§ REQUIRED WORK
Report how many lines of the data contain the string "Result". Add nothing.

§ EXCERPTED RECORDS
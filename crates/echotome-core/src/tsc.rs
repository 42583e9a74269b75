//! Temporal Salt Chain (TSC)
//!
//! A SHA-256 hash chain over the active-region frames, salted by the device
//! public key and the track length. Binding the chain to frame indices and
//! start times means acceleration, reordering, or partial playback produces a
//! different output. Comparisons are constant-time.

use crate::audio::AnalysisParams;
use crate::region::{detect_active_region, ActiveRegion};
use crate::{audio, Error, Result};
use sha2::{Digest, Sha256};
use std::time::Duration;
use subtle::ConstantTimeEq;

/// Domain prefix for chain initialization
const TSC_DOMAIN: &[u8] = b"echotome-tsc-v1";

/// Slowest accepted playback speed during verification
pub const MIN_PLAYBACK_SPEED: f64 = 0.8;
/// Fastest accepted playback speed during verification
pub const MAX_PLAYBACK_SPEED: f64 = 1.2;

/// Initialize the chain state from the owner identity and track length
fn init_state(owner_pub: &[u8; 32], track_length: u64) -> [u8; 32] {
    let mut hasher = Sha256::new();
    hasher.update(TSC_DOMAIN);
    hasher.update(owner_pub);
    hasher.update(track_length.to_le_bytes());
    hasher.finalize().into()
}

/// SHA-256 over the little-endian float32 samples of one frame
fn frame_digest(frame: &[f32]) -> [u8; 32] {
    let mut hasher = Sha256::new();
    for s in frame {
        hasher.update(s.to_le_bytes());
    }
    hasher.finalize().into()
}

fn chain_frame(state: &[u8; 32], index: u32, t_ms: u64, frame: &[f32]) -> [u8; 32] {
    let mut hasher = Sha256::new();
    hasher.update(state);
    hasher.update(index.to_le_bytes());
    hasher.update(t_ms.to_le_bytes());
    hasher.update(frame_digest(frame));
    hasher.finalize().into()
}

/// Compute the temporal hash over an active region in one pass
///
/// Frame start times are derived from the analysis hop and sample rate,
/// measured from the region origin.
pub fn compute_temporal_hash(
    region: &ActiveRegion,
    params: &AnalysisParams,
    owner_pub: &[u8; 32],
    track_length: u64,
) -> Result<[u8; 32]> {
    if region.frames.is_empty() {
        return Err(Error::InvalidInput("Empty active region".into()));
    }

    let mut state = init_state(owner_pub, track_length);
    for (i, frame) in region.frames.iter().enumerate() {
        state = chain_frame(&state, i as u32, params.frame_start_ms(i), frame);
    }
    Ok(state)
}

/// Streaming temporal hash computation for live capture
///
/// The same state machine as [`compute_temporal_hash`], exposed as
/// init / add_frame / finalize so frames can be chained as they arrive from a
/// microphone. One streamer is owned by one producer; indices must arrive
/// strictly increasing and with no gaps.
#[derive(Debug)]
pub struct TemporalChain {
    state: [u8; 32],
    last_index: Option<u32>,
    frames_added: u64,
}

impl TemporalChain {
    /// Initialize a streamer for the given identity and track length
    pub fn init(owner_pub: &[u8; 32], track_length: u64) -> Self {
        Self {
            state: init_state(owner_pub, track_length),
            last_index: None,
            frames_added: 0,
        }
    }

    /// Chain one frame at the given index and start time
    ///
    /// Fails with `OrderingError` when `index` does not exceed the previous
    /// index; duplicates and rewinds are rejected immediately.
    pub fn add_frame(&mut self, index: u32, t_ms: u64, frame: &[f32]) -> Result<()> {
        if let Some(last) = self.last_index {
            if index <= last {
                return Err(Error::Ordering(format!(
                    "Frame index {index} after {last}"
                )));
            }
        }
        self.state = chain_frame(&self.state, index, t_ms, frame);
        self.last_index = Some(index);
        self.frames_added += 1;
        Ok(())
    }

    /// Number of frames chained so far
    pub fn frames_added(&self) -> u64 {
        self.frames_added
    }

    /// Finalize the chain and return the temporal hash
    ///
    /// Fails with `OrderingError` when no frames were added or when indices
    /// were skipped (the chain must cover every index from 0 to the last).
    pub fn finalize(self) -> Result<[u8; 32]> {
        let last = self
            .last_index
            .ok_or_else(|| Error::Ordering("No frames chained".into()))?;
        if self.frames_added != u64::from(last) + 1 {
            return Err(Error::Ordering(format!(
                "Chained {} frames but last index was {last}",
                self.frames_added
            )));
        }
        Ok(self.state)
    }
}

/// Verify that a live capture reproduces the enrolled temporal hash
///
/// Detects the active region of the live samples, recomputes the chain over
/// it, compares against `expected` in constant time, and independently checks
/// that the elapsed wall-clock time corresponds to a playback speed within
/// [`MIN_PLAYBACK_SPEED`, `MAX_PLAYBACK_SPEED`] (inclusive). Every failure
/// surfaces as `TemporalMismatch`.
pub fn verify_temporal_consistency(
    expected: &[u8; 32],
    owner_pub: &[u8; 32],
    track_length: u64,
    live_samples: &[f32],
    params: AnalysisParams,
    elapsed: Duration,
) -> Result<()> {
    check_playback_speed(track_length, params.sample_rate, elapsed)?;

    let analysis = audio::analyze_samples(live_samples, params)
        .map_err(|e| Error::TemporalMismatch(format!("Live analysis failed: {e}")))?;
    let region = detect_active_region(&analysis)
        .map_err(|e| Error::TemporalMismatch(format!("Live region detection failed: {e}")))?;

    let computed = compute_temporal_hash(&region, &params, owner_pub, track_length)?;

    if hashes_match(&computed, expected) {
        Ok(())
    } else {
        Err(Error::TemporalMismatch(
            "Temporal hash does not match enrollment".into(),
        ))
    }
}

/// Constant-time comparison of two 32-byte digests
pub fn hashes_match(a: &[u8; 32], b: &[u8; 32]) -> bool {
    a.ct_eq(b).into()
}

/// Check elapsed wall-clock time against the expected track duration
pub fn check_playback_speed(track_length: u64, sample_rate: u32, elapsed: Duration) -> Result<()> {
    let expected_secs = track_length as f64 / sample_rate as f64;
    let elapsed_secs = elapsed.as_secs_f64();
    if elapsed_secs <= 0.0 || expected_secs <= 0.0 {
        return Err(Error::TemporalMismatch("Implausible playback timing".into()));
    }

    let speed = expected_secs / elapsed_secs;
    if !(MIN_PLAYBACK_SPEED..=MAX_PLAYBACK_SPEED).contains(&speed) {
        return Err(Error::TemporalMismatch(format!(
            "Playback speed {speed:.2}x outside accepted window"
        )));
    }
    Ok(())
}
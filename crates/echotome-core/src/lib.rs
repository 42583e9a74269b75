//! Echotome cryptographic engine
//!
//! This crate implements the ritual-cryptography core: deterministic audio
//! feature extraction, active region detection, the Temporal Salt Chain,
//! the Ritual Imprint Vector, the Audio-Field KDF, and authenticated
//! encryption envelopes. It consumes decoded mono PCM and produces byte
//! payloads; codecs, transport, and UI live elsewhere.

#![forbid(unsafe_code)]
#![warn(missing_docs)]

pub mod audio;
pub mod envelope;
pub mod error;
pub mod kdf;
pub mod region;
pub mod riv;
pub mod tsc;

pub use audio::{
    analyze_samples, audio_content_hash, frame_audio, AnalysisParams, AudioAnalysis,
    DEFAULT_FRAME_SIZE, DEFAULT_HOP_SIZE, DEFAULT_SAMPLE_RATE, MIN_FRAMES_FOR_HASH,
};
pub use envelope::{
    open, peek_header, seal, AeadAlgorithm, EnvelopeHeader, OpenedEnvelope, ENVELOPE_MAGIC,
    ENVELOPE_VERSION, NONCE_SIZE,
};
pub use error::{Error, ErrorCategory, Result};
pub use kdf::{
    combined_feature_hash, combined_temporal_hash, derive_master_key, effective_key, mixing_mask,
    rune_id, temporal_bound_key, MasterKey, KEY_SIZE, RUNE_PREFIX,
};
pub use region::{detect_active_region, ActiveRegion};
pub use riv::{compute_riv, riv_fingerprint, verify_riv, RIV_SIZE};
pub use tsc::{
    check_playback_speed, compute_temporal_hash, hashes_match, verify_temporal_consistency,
    TemporalChain, MAX_PLAYBACK_SPEED, MIN_PLAYBACK_SPEED,
};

§ YOUR SOLUTION
7